Stored items
■ ■ ■ ■ ■ ■ ■

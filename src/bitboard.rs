//! Bitboards are plain `u64`s, bit `i` = square `i` (a1 = 0, h8 = 63).
//! The extension trait adds the compass shifts and bit-scan helpers the
//! move generator and attack tables are built from.

use crate::square::{Direction, Square};

pub const FILE_A: u64 = 0x0101_0101_0101_0101;
pub const FILE_H: u64 = 0x8080_8080_8080_8080;
pub const RANK_1: u64 = 0x0000_0000_0000_00FF;
pub const RANK_2: u64 = 0x0000_0000_0000_FF00;
pub const RANK_3: u64 = 0x0000_0000_00FF_0000;
pub const RANK_6: u64 = 0x0000_FF00_0000_0000;
pub const RANK_7: u64 = 0x00FF_0000_0000_0000;
pub const RANK_8: u64 = 0xFF00_0000_0000_0000;

/// The light-squared half of the board (b1, d1, f1, h1, a2, c2, ...).
pub const LIGHT_SQUARES: u64 = 0x55AA_55AA_55AA_55AA;

#[inline(always)]
pub const fn file_bb(file: u8) -> u64 {
    FILE_A << file
}

#[inline(always)]
pub const fn rank_bb(rank: u8) -> u64 {
    RANK_1 << (rank * 8)
}

/// The a1-h8 diagonal through `sq`.
pub const fn diagonal_bb(sq: Square) -> u64 {
    const MAIN_DIAG: u64 = 0x8040_2010_0804_0201;
    let diag = sq.file() as i32 - sq.rank() as i32;
    if diag >= 0 {
        MAIN_DIAG >> (diag * 8)
    } else {
        MAIN_DIAG << (-diag * 8)
    }
}

/// The h1-a8 anti-diagonal through `sq`.
pub const fn anti_diagonal_bb(sq: Square) -> u64 {
    const MAIN_ANTI_DIAG: u64 = 0x0102_0408_1020_4080;
    let diag = 7 - sq.file() as i32 - sq.rank() as i32;
    if diag >= 0 {
        MAIN_ANTI_DIAG >> (diag * 8)
    } else {
        MAIN_ANTI_DIAG << (-diag * 8)
    }
}

pub trait BitboardExt {
    fn north(self) -> u64;
    fn south(self) -> u64;
    fn east(self) -> u64;
    fn west(self) -> u64;
    fn shift(self, dir: Direction) -> u64;
    fn count(self) -> u32;
    fn lsb(self) -> u8;
    fn pop_lsb(&mut self) -> u8;
    fn contains(self, sq: Square) -> bool;
}

impl BitboardExt for u64 {
    #[inline(always)]
    fn north(self) -> u64 {
        self << 8
    }

    #[inline(always)]
    fn south(self) -> u64 {
        self >> 8
    }

    // East/west shifts mask off the wrapping file.
    #[inline(always)]
    fn east(self) -> u64 {
        (self << 1) & !FILE_A
    }

    #[inline(always)]
    fn west(self) -> u64 {
        (self >> 1) & !FILE_H
    }

    #[inline]
    fn shift(self, dir: Direction) -> u64 {
        match dir {
            Direction::North => self.north(),
            Direction::East => self.east(),
            Direction::South => self.south(),
            Direction::West => self.west(),
            Direction::NorthEast => self.north().east(),
            Direction::SouthEast => self.south().east(),
            Direction::SouthWest => self.south().west(),
            Direction::NorthWest => self.north().west(),
        }
    }

    #[inline(always)]
    fn count(self) -> u32 {
        self.count_ones()
    }

    #[inline(always)]
    fn lsb(self) -> u8 {
        self.trailing_zeros() as u8
    }

    #[inline(always)]
    fn pop_lsb(&mut self) -> u8 {
        let sq = self.trailing_zeros() as u8;
        *self &= *self - 1;
        sq
    }

    #[inline(always)]
    fn contains(self, sq: Square) -> bool {
        self & sq.bb() != 0
    }
}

■ ■ ■ ■ ■ ■ ■

All of the entries above need to be reproduced verbatim.

filename src/bitboard.rs
//! Bitboards are plain `u64`s, bit `i` = square `i` (a1 = 0, h8 = 63).
//! The extension trait adds the compass shifts and bit-scan helpers the
//! move generator and attack tables are built from.

use crate::square::{Direction, Square};

pub const FILE_A: u64 = 0x0101_0101_0101_0101;
pub const FILE_H: u64 = 0x8080_8080_8080_8080;
pub const RANK_1: u64 = 0x0000_0000_0000_00FF;
pub const RANK_2: u64 = 0x0000_0000_0000_FF00;
pub const RANK_3: u64 = 0x0000_0000_00FF_0000;
pub const RANK_6: u64 = 0x0000_FF00_0000_0000;
pub const RANK_7: u64 = 0x00FF_0000_0000_0000;
pub const RANK_8: u64 = 0xFF00_0000_0000_0000;

/// The light-squared half of the board (b1, d1, f1, h1, a2, c2, ...).
pub const LIGHT_SQUARES: u64 = 0x55AA_55AA_55AA_55AA;

#[inline(always)]
pub const fn file_bb(file: u8) -> u64 {
    FILE_A << file
}

#[inline(always)]
pub const fn rank_bb(rank: u8) -> u64 {
    RANK_1 << (rank * 8)
}

/// The a1-h8 diagonal through `sq`.
pub const fn diagonal_bb(sq: Square) -> u64 {
    const MAIN_DIAG: u64 = 0x8040_2010_0804_0201;
    let diag = sq.file() as i32 - sq.rank() as i32;
    if diag >= 0 {
        MAIN_DIAG >> (diag * 8)
    } else {
        MAIN_DIAG << (-diag * 8)
    }
}

/// The h1-a8 anti-diagonal through `sq`.
pub const fn anti_diagonal_bb(sq: Square) -> u64 {
    const MAIN_ANTI_DIAG: u64 = 0x0102_0408_1020_4080;
    let diag = 7 - sq.file() as i32 - sq.rank() as i32;
    if diag >= 0 {
        MAIN_ANTI_DIAG >> (diag * 8)
    } else {
        MAIN_ANTI_DIAG << (-diag * 8)
    }
}

pub trait BitboardExt {
    fn north(self) -> u64;
    fn south(self) -> u64;
    fn east(self) -> u64;
    fn west(self) -> u64;
    fn shift(self, dir: Direction) -> u64;
    fn count(self) -> u32;
    fn lsb(self) -> u8;
    fn pop_lsb(&mut self) -> u8;
    fn contains(self, sq: Square) -> bool;
}

impl BitboardExt for u64 {
    #[inline(always)]
    fn north(self) -> u64 {
        self << 8
    }

    #[inline(always)]
    fn south(self) -> u64 {
        self >> 8
    }

    // East/west shifts mask off the wrapping file.
    #[inline(always)]
    fn east(self) -> u64 {
        (self << 1) & !FILE_A
    }

    #[inline(always)]
    fn west(self) -> u64 {
        (self >> 1) & !FILE_H
    }

    #[inline]
    fn shift(self, dir: Direction) -> u64 {
        match dir {
            Direction::North => self.north(),
            Direction::East => self.east(),
            Direction::South => self.south(),
            Direction::West => self.west(),
            Direction::NorthEast => self.north().east(),
            Direction::SouthEast => self.south().east(),
            Direction::SouthWest => self.south().west(),
            Direction::NorthWest => self.north().west(),
        }
    }

    #[inline(always)]
    fn count(self) -> u32 {
        self.count_ones()
    }

    #[inline(always)]
    fn lsb(self) -> u8 {
        self.trailing_zeros() as u8
    }

    #[inline(always)]
    fn pop_lsb(&mut self) -> u8 {
        let sq = self.trailing_zeros() as u8;
        *self &= *self - 1;
        sq
    }

    #[inline(always)]
    fn contains(self, sq: Square) -> bool {
        self & sq.bb() != 0
    }
}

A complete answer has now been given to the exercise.